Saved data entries

-------------------------

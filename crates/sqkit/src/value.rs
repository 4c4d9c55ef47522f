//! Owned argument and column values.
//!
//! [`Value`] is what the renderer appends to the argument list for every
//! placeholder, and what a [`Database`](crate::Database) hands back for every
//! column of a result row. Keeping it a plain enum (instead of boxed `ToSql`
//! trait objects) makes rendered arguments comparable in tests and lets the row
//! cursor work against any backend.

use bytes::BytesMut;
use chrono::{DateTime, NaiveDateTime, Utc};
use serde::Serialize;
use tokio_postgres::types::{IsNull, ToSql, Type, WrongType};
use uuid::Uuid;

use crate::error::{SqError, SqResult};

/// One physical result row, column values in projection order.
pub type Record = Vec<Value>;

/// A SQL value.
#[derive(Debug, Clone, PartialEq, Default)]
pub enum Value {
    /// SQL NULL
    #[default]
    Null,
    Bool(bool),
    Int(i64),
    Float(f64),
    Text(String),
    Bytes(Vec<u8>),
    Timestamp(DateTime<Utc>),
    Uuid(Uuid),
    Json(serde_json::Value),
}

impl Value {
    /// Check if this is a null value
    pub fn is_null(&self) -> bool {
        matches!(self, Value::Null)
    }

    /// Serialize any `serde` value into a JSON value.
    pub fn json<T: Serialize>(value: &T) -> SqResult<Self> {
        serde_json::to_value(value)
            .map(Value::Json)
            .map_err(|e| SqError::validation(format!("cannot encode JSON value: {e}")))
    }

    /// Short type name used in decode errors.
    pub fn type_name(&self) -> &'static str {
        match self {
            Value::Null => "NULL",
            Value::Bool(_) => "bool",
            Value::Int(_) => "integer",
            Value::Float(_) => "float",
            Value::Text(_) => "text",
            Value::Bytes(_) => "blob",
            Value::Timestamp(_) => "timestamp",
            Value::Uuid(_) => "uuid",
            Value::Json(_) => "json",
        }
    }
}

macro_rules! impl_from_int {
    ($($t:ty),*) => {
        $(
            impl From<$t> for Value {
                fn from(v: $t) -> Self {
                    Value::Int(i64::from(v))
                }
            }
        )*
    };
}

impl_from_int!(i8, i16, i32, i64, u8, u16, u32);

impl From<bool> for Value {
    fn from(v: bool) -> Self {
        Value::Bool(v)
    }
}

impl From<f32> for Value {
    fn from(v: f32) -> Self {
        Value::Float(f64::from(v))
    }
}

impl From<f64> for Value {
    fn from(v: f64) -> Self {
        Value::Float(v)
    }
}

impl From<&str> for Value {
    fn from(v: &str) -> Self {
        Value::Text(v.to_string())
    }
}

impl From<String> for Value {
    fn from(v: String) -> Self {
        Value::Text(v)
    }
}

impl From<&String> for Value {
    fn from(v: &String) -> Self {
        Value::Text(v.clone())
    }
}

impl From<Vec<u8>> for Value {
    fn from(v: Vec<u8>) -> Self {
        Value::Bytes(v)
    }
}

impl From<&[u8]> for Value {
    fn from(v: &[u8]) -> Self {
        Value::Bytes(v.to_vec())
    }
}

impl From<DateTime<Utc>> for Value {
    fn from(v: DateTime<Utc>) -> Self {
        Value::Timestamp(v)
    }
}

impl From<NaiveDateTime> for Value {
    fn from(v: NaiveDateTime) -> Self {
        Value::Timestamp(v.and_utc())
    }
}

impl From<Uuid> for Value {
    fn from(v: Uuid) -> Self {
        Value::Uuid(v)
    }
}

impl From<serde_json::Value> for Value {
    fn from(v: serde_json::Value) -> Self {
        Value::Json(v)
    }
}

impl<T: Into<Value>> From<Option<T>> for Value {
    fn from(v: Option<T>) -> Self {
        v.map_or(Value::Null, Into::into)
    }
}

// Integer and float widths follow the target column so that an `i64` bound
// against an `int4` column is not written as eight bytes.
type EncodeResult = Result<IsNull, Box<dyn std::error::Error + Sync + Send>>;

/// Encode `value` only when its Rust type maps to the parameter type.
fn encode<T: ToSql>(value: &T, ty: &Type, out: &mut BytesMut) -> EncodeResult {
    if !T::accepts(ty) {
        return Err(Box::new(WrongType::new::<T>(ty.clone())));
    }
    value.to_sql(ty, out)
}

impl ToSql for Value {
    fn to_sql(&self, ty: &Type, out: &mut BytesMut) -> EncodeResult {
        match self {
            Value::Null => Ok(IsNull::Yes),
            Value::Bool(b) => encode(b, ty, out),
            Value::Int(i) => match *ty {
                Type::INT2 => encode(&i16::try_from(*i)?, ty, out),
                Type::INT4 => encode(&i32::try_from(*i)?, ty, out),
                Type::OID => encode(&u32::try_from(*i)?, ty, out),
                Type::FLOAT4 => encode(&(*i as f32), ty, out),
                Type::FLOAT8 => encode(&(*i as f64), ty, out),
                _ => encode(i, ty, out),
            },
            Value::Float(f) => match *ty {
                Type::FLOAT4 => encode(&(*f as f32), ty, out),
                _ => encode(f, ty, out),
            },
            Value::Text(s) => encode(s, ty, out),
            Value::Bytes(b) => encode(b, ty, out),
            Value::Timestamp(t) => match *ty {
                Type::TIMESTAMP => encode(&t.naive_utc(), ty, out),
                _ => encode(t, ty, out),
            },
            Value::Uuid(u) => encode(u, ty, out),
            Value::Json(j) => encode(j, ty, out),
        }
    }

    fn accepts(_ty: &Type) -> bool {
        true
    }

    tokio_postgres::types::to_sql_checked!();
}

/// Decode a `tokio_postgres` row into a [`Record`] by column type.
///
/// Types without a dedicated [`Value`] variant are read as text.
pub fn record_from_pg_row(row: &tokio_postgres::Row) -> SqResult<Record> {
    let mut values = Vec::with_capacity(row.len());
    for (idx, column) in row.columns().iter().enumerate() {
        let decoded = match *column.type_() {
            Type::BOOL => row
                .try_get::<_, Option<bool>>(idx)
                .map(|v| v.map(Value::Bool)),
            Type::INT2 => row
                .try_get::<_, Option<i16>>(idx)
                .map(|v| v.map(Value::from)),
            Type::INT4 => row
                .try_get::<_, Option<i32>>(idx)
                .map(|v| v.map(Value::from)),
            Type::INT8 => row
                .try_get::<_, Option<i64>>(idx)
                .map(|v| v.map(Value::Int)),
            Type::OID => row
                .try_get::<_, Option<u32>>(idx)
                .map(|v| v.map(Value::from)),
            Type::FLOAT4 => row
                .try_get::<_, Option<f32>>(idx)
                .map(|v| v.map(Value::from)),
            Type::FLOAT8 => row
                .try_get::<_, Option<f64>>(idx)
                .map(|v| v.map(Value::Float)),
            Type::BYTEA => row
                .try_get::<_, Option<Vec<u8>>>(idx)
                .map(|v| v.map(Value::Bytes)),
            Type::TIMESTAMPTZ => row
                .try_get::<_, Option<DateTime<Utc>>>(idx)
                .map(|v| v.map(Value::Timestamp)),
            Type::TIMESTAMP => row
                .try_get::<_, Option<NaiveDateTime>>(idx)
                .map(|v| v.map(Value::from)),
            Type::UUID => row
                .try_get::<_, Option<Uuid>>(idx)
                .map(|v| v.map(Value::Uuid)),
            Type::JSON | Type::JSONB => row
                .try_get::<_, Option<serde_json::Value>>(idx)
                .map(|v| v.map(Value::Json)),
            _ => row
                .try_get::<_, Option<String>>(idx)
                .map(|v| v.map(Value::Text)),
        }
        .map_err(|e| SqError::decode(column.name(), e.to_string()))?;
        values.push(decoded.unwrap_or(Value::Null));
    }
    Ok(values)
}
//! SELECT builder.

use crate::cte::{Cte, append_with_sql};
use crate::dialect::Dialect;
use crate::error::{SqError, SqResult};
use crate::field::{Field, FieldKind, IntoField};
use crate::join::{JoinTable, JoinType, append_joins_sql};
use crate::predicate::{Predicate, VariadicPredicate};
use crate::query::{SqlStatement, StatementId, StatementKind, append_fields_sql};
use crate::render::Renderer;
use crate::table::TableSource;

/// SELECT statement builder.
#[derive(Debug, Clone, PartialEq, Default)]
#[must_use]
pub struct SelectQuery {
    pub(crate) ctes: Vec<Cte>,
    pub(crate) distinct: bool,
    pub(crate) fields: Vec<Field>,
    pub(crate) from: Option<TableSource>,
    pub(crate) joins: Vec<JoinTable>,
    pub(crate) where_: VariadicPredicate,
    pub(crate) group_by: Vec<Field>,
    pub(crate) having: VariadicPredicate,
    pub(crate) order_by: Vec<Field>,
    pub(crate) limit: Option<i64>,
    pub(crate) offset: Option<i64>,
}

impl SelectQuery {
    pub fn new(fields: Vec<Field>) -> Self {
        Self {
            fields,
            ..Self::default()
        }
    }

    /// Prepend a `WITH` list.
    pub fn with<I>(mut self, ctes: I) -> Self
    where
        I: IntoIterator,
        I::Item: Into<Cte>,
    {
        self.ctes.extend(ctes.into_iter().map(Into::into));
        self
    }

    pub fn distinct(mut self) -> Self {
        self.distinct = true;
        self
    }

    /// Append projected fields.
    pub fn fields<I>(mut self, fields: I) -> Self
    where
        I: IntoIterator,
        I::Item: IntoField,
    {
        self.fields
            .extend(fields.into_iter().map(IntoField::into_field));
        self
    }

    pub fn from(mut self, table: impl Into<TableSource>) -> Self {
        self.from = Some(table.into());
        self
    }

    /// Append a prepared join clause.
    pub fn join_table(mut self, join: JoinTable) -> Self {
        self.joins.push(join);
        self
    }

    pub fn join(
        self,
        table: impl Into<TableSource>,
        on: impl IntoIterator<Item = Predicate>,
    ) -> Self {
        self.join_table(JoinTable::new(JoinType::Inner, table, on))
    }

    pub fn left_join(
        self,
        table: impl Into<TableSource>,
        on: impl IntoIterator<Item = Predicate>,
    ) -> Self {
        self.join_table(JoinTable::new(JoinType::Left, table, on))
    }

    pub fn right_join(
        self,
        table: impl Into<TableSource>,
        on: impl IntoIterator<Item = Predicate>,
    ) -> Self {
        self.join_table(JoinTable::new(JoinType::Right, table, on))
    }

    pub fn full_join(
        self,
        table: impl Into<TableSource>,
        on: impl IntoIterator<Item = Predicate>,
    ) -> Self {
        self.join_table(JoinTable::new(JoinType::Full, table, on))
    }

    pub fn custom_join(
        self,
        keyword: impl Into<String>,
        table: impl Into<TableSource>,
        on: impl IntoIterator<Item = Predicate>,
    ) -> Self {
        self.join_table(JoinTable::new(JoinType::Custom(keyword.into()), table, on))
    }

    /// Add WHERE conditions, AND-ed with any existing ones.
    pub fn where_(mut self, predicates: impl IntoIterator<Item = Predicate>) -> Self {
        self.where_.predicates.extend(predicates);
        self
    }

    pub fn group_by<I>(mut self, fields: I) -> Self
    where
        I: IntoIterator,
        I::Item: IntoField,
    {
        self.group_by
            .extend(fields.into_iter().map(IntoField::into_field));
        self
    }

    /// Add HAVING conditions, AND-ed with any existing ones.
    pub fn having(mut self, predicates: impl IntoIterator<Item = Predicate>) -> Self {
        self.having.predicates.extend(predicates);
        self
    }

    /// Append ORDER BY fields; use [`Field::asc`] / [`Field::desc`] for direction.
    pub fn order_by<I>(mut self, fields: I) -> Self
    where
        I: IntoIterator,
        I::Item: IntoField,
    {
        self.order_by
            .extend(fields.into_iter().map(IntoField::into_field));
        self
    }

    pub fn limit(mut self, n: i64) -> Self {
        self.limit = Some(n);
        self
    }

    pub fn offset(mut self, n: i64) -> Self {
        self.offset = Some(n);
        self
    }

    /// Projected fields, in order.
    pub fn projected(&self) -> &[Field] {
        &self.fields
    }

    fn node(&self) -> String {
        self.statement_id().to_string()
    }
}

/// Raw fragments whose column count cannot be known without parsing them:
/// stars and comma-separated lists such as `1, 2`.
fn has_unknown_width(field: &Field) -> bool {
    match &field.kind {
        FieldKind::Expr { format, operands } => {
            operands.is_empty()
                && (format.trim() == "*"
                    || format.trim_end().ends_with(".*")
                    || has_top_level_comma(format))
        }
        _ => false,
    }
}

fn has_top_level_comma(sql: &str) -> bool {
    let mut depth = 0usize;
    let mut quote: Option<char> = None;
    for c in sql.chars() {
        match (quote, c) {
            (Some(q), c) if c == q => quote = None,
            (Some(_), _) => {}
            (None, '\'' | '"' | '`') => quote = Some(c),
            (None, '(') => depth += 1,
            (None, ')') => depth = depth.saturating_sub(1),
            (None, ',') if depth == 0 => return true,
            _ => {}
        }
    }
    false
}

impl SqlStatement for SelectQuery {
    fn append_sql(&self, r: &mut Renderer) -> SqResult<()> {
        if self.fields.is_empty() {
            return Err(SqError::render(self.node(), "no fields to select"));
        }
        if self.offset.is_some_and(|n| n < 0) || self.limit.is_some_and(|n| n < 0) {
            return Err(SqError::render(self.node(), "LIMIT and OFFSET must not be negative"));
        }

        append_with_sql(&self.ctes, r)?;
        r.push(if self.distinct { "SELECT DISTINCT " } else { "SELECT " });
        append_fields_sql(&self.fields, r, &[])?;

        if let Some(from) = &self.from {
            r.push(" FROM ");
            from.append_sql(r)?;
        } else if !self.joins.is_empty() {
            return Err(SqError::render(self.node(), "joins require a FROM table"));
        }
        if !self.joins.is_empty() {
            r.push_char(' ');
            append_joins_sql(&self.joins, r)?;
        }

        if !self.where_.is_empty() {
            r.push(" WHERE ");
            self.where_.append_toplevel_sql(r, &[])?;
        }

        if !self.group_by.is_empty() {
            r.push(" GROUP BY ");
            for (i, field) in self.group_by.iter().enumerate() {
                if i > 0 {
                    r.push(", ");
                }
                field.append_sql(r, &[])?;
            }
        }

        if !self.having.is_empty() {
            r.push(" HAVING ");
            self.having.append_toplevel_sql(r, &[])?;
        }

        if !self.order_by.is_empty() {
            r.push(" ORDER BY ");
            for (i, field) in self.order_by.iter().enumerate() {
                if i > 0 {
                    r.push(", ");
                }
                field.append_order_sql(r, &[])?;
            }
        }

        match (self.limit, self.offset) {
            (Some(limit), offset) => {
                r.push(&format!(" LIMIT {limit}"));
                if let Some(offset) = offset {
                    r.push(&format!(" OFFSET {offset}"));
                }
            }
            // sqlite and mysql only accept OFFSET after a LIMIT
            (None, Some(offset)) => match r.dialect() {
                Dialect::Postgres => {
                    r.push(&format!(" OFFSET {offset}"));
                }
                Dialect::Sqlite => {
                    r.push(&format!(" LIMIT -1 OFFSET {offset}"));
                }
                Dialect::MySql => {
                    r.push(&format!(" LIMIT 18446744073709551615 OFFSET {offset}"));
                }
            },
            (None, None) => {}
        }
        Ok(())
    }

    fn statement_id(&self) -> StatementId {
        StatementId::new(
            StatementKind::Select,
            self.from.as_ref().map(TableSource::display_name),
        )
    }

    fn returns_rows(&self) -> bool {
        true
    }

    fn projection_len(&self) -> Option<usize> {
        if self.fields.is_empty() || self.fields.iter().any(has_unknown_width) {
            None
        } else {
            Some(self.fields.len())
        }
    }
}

-------------------------

DIRECTIONS:
Show every line above in which the word "what" occurs.

EXERCISE ANSWER:
//! [`Value`] is what the renderer appends to the argument list for every
//! placeholder, and what a [`Database`](crate::Database) hands back for every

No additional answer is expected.